Mark James Miller: It’s the Holiday Season, So Why Are the Rich Acting Like Scrooge?

“The rich are different,” F. Scott Fitzgerald observed to Ernest Hemingway. “Yes,” Hemingway replied. “They’ve got more money.”

In fact and in fiction, many have chronicled how the rich — particularly the ultra-rich who inherited great wealth — are different from the rest of us: Some have a sense of entitlement, embodied by the Bush family or the arrogant, ruthless Tom Buchanan in The Great Gatsby; others have a sense of noblesse oblige, personified by the Kennedys. According to some, the rich tend to see selfishness as a virtue.

Some studies have found a definite correlation between wealth and unethical behavior. Others have found the wealthy lack empathy. (In one study, people of various economic backgrounds were shown pictures of starving children. Wealthy people tended to have a less-emotional response than poor and middle-class subjects.)

But if there is one especially striking example of what sets the rich apart from everyone else, it is in their penuriousness: When it comes to giving to charity, the rich, despite having gotten considerably richer over the past generation and thus having more to give, are giving less to charitable causes than those who are far below them on the income ladder. The wealthier people get, it appears, they less they want to share that wealth with others. And when it comes to helping the truly needy, the rich take the attitude of Marie Antoinette: The poor can just eat cake.

No one disputes anymore that inequality in America is bad and getting worse. The wealthiest 0.01 percent of Americans now have more wealth than the bottom 90 percent combined. The top 1 percent receive 20 percent of the nation’s income. During the so-called recovery, the net worth of the top 7 percent of the nation’s households rose by 28 percent, while the net worth of the other 93 percent declined.

Even as their income rises, the amount of taxes paid by the wealthy goes in the other direction. Twenty years ago, the richest paid an average of 30 percent of their income in taxes; today, after the Bush-era tax cuts, that number has fallen to 20 percent.
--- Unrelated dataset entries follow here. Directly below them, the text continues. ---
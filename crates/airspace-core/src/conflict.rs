//! Closest-point-of-approach separation solver.
//!
//! Both aircraft are dead-reckoned to the query time, then their relative
//! motion is treated as a straight line. Squared horizontal separation along
//! that line is a quadratic in look-ahead time `t >= 0`:
//!
//! ```text
//! |dP(t)|^2 - sep^2 = a*t^2 + b*t + c
//! a = |dV|^2,  b = 2 (dV . dP0),  c = |dP0|^2 - sep^2
//! ```
//!
//! The smaller real root, if strictly positive, is the first instant the
//! pair reaches the minimum separation.

use crate::kinematics::KinematicProjector;
use crate::models::{ConflictReport, Track};
use serde::{Deserialize, Serialize};

/// How a single (reference, other) pair was classified.
#[derive(Debug, Clone, Copy, PartialEq, Serialize, Deserialize)]
#[serde(tag = "outcome", rename_all = "snake_case")]
pub enum ConflictOutcome {
    /// Negative discriminant: separation never reaches the threshold
    NeverConverges,
    /// Zero discriminant: threshold touched at one instant but not violated
    Tangent,
    /// Identical velocities and currently outside the threshold
    ParallelClear,
    /// Threshold crossing lies at or before the query time
    NoFutureCrossing,
    /// First future violation
    Violation(ConflictReport),
}

impl ConflictOutcome {
    pub fn into_report(self) -> Option<ConflictReport> {
        match self {
            ConflictOutcome::Violation(report) => Some(report),
            _ => None,
        }
    }

    pub fn is_violation(&self) -> bool {
        matches!(self, ConflictOutcome::Violation(_))
    }
}

/// Pairwise separation solver. Holds no state between calls.
#[derive(Debug, Clone, Copy, Default)]
pub struct ConflictSolver {
    projector: KinematicProjector,
}

impl ConflictSolver {
    pub fn new(projector: KinematicProjector) -> Self {
        Self { projector }
    }

    /// Decide whether `other` will come within `min_separation` km of
    /// `reference` after `query_time`.
    pub fn solve(
        &self,
        reference: &Track,
        other: &Track,
        query_time: f64,
        min_separation: f64,
    ) -> ConflictOutcome {
        let ref_velocity = self.projector.velocity(reference);
        let other_velocity = self.projector.velocity(other);
        let ref_pos = self.projector.project(reference, query_time);
        let other_pos = self.projector.project(other, query_time);

        let dp_north = other_pos.north - ref_pos.north;
        let dp_east = other_pos.east - ref_pos.east;
        let dv_north = other_velocity.north - ref_velocity.north;
        let dv_east = other_velocity.east - ref_velocity.east;

        let a = dv_north.powi(2) + dv_east.powi(2);
        let b = 2.0 * (dv_north * dp_north + dv_east * dp_east);
        let c = dp_north.powi(2) + dp_east.powi(2) - min_separation.powi(2);

        if a == 0.0 {
            // Separation is constant; either always inside or never.
            return if c <= 0.0 {
                ConflictOutcome::NoFutureCrossing
            } else {
                ConflictOutcome::ParallelClear
            };
        }

        let d = b.powi(2) - 4.0 * a * c;
        if d < 0.0 {
            return ConflictOutcome::NeverConverges;
        }
        if d == 0.0 {
            return ConflictOutcome::Tangent;
        }

        let sqrt_d = d.sqrt();
        let t1 = (-b + sqrt_d) / (2.0 * a);
        let t2 = (-b - sqrt_d) / (2.0 * a);
        let t_min = t1.min(t2);
        // Non-finite kinematics never produce a violation.
        if !(t_min.is_finite() && t_min > 0.0) {
            return ConflictOutcome::NoFutureCrossing;
        }

        ConflictOutcome::Violation(ConflictReport {
            reference_id: reference.id,
            other_id: other.id,
            time_of_violation: query_time + t_min,
            position: ref_pos.advance(ref_velocity, t_min),
            other_position: other_pos.advance(other_velocity, t_min),
        })
    }
}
But while the rich get ever-richer, the poor get ever-poorer: The earnings of the bottom 90 percent fell, adjusted for inflation, from 2010 to 2013, with those near the very bottom dropping the most. Such income inequality hasn’t been seen in the land of opportunity in 100 years. And it shows no sign of abating.

Apologists for this extreme income disparity, with no logical means of justifying it, are reduced to trying to squelch the discussion altogether by name calling: People who broach this subject are socialists, Marxists, communists who want to wage class warfare. But puerile name calling can’t hide the truth: Not only are the rich getting richer, not only are the rich not paying their fair share in taxes, they are also not inclined toward helping others, and this is shown with their Scrooge-like attitude when it comes to giving to charity.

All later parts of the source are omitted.